**Directions for this task**. Your reply should be made up of every line in the records below that holds the string "anyhow".

* * *

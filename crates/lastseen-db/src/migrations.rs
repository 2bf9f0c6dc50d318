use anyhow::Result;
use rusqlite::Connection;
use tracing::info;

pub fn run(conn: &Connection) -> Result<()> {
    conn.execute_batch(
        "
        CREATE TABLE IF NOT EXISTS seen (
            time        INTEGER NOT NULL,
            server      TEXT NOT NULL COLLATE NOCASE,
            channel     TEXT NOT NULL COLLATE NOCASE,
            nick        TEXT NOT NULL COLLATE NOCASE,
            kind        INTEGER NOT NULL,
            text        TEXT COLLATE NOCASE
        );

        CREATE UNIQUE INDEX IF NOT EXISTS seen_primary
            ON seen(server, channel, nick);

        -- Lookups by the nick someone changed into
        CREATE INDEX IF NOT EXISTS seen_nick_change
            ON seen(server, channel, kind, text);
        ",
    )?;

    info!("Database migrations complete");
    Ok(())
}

* * *

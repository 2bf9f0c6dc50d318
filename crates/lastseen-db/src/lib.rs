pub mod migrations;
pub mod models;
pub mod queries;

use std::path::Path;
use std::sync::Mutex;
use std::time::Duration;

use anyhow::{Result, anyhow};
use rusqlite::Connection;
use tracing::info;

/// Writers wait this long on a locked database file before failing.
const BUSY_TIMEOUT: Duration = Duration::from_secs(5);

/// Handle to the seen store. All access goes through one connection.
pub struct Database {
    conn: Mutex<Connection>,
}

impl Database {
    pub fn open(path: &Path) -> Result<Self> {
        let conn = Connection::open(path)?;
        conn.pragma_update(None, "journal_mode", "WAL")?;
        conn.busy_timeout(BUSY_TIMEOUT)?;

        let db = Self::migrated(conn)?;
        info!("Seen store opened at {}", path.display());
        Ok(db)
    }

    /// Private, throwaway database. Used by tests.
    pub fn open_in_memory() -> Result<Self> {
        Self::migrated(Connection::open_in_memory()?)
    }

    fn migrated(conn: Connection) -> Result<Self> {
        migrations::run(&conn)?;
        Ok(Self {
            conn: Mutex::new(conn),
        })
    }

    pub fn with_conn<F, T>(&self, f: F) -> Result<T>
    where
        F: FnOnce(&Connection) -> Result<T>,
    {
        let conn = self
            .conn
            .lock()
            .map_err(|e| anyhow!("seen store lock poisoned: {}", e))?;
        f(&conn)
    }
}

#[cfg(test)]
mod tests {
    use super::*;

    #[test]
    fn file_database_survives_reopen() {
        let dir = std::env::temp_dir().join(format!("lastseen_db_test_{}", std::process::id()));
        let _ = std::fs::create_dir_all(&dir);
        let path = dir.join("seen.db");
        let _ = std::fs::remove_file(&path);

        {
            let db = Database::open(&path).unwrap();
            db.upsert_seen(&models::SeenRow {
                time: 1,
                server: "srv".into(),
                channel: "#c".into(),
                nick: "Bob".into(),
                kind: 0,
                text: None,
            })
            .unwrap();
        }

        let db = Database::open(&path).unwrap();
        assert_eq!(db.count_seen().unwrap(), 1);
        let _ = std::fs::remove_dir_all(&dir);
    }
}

* * *

**Written solution**.
use anyhow::Result;
use anyhow::{Result, anyhow};
            .map_err(|e| anyhow!("seen store lock poisoned: {}", e))?;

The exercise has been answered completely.